Je me souviens encore de l'effroi avec lequel j'ai lu pour la première fois la Volonté de savoir. Nourrie de mes lectures de Wilhelm Reich, très populaire dans l'Argentine du début des années 80, je n'oublierai jamais l'offense que j'ai ressentie lorsque j'ai cru comprendre que mes idées sur la libération sexuelle me rendaient aux yeux de Michel Foucault aussi «victorienne» qu'une reine anglaise. Ce nouvel évangile de la libération n'était donc que la meilleure manière de reconduire ce royaume du sexe dans lequel l'Occident s'était si fortement investi depuis des siècles ? Je croyais comprendre que l'au-delà du sexe qu'il nous indiquait était, en substance, un ensemble de plaisirs moins grandiloquent, plus modeste, dans lequel nous cesserions de mettre en jeu notre subjectivité.
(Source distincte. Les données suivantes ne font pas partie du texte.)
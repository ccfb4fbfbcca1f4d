//! Persisted cart snapshots.
//!
//! Current layout:
//!
//! ```json
//! { "version": 1, "savedAt": "2026-10-18T09:00:00Z", "entries": [{ "product": {..}, "quantity": 2 }] }
//! ```
//!
//! Carts written before versioning were a bare array of
//! `{ product, quantity }` with backend-shaped products; those are migrated
//! entry by entry on load.

use jiff::Timestamp;
use serde::{Deserialize, Serialize};
use serde_json::Value;
use thiserror::Error;
use tracing::warn;

use crate::{
    cart::CartEntry,
    products::{Product, RawProduct},
    quantity::Quantity,
};

/// Storage key the cart is persisted under.
pub const CART_STORAGE_KEY: &str = "cart";

/// Schema version written by this build.
pub const SNAPSHOT_VERSION: u64 = 1;

/// Why a persisted cart could not be used at all.
#[derive(Debug, Error)]
pub enum SnapshotError {
    /// Not JSON at all.
    #[error("cart snapshot is not valid JSON")]
    Malformed(#[source] serde_json::Error),

    /// Written by a newer build.
    #[error("cart snapshot version {0} is not supported")]
    UnsupportedVersion(u64),

    /// Neither a versioned object nor a legacy array.
    #[error("cart snapshot has an unexpected shape")]
    UnexpectedShape,
}

#[derive(Serialize)]
#[serde(rename_all = "camelCase")]
struct SnapshotOut<'a> {
    version: u64,
    saved_at: Timestamp,
    entries: &'a [CartEntry],
}

#[derive(Deserialize)]
#[serde(rename_all = "camelCase")]
struct SnapshotIn {
    version: u64,
    #[serde(default)]
    entries: Vec<Value>,
}

#[derive(Deserialize)]
struct StoredEntry {
    product: RawProduct,
    quantity: Quantity,
}

#[derive(Deserialize)]
struct LegacyEntry {
    product: RawProduct,
    quantity: Value,
}

/// Serialize `entries` into the current snapshot layout.
///
/// # Errors
///
/// Returns an error if serialization fails.
pub fn encode(entries: &[CartEntry], saved_at: Timestamp) -> Result<String, serde_json::Error> {
    serde_json::to_string(&SnapshotOut {
        version: SNAPSHOT_VERSION,
        saved_at,
        entries,
    })
}

/// Decode a persisted cart, migrating legacy layouts.
///
/// Products are normalised whatever the layout. Entries that cannot be
/// decoded or whose product fails validation are skipped; entries repeating
/// a product id are merged.
///
/// # Errors
///
/// Returns an error when the payload as a whole is unusable.
pub fn decode(raw: &str) -> Result<Vec<CartEntry>, SnapshotError> {
    let value: Value = serde_json::from_str(raw).map_err(SnapshotError::Malformed)?;

    match value {
        Value::Array(items) => Ok(collect(items, decode_legacy_entry)),
        Value::Object(_) => {
            let snapshot: SnapshotIn =
                serde_json::from_value(value).map_err(|_error| SnapshotError::UnexpectedShape)?;

            match snapshot.version {
                SNAPSHOT_VERSION => Ok(collect(snapshot.entries, decode_entry)),
                other => Err(SnapshotError::UnsupportedVersion(other)),
            }
        }
        _ => Err(SnapshotError::UnexpectedShape),
    }
}

fn collect(items: Vec<Value>, decode_one: fn(Value) -> Option<CartEntry>) -> Vec<CartEntry> {
    let mut entries: Vec<CartEntry> = Vec::with_capacity(items.len());

    for (index, item) in items.into_iter().enumerate() {
        let Some(entry) = decode_one(item) else {
            warn!(index, "dropping unreadable cart entry");
            continue;
        };

        match entries
            .iter_mut()
            .find(|existing| existing.product.id == entry.product.id)
        {
            Some(existing) => existing.quantity = existing.quantity.saturating_add(entry.quantity),
            None => entries.push(entry),
        }
    }

    entries
}

fn decode_entry(item: Value) -> Option<CartEntry> {
    let stored: StoredEntry = serde_json::from_value(item).ok()?;
    let product = Product::try_from(stored.product).ok()?;

    Some(CartEntry::new(product, stored.quantity))
}

fn decode_legacy_entry(item: Value) -> Option<CartEntry> {
    let legacy: LegacyEntry = serde_json::from_value(item).ok()?;
    let product = Product::try_from(legacy.product).ok()?;

    let quantity = match legacy.quantity {
        Value::Number(number) => Quantity::parse(&number.to_string()).ok()?,
        Value::String(text) => Quantity::parse(&text).ok()?,
        _ => return None,
    };

    Some(CartEntry::new(product, quantity))
}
Séparer les plaisirs sexuels de leur longue complicité avec nos manières de devenir sujets, les dissoudre à nouveau dans les arts de l'existence, les esthétiser, en somme, pour mieux les banaliser... Dans le fond, je n'en ai pas cru un mot. Je pensais qu'il s'agissait d'une pure coquetterie, qu'il était impossible de prendre au sérieux de telles considérations.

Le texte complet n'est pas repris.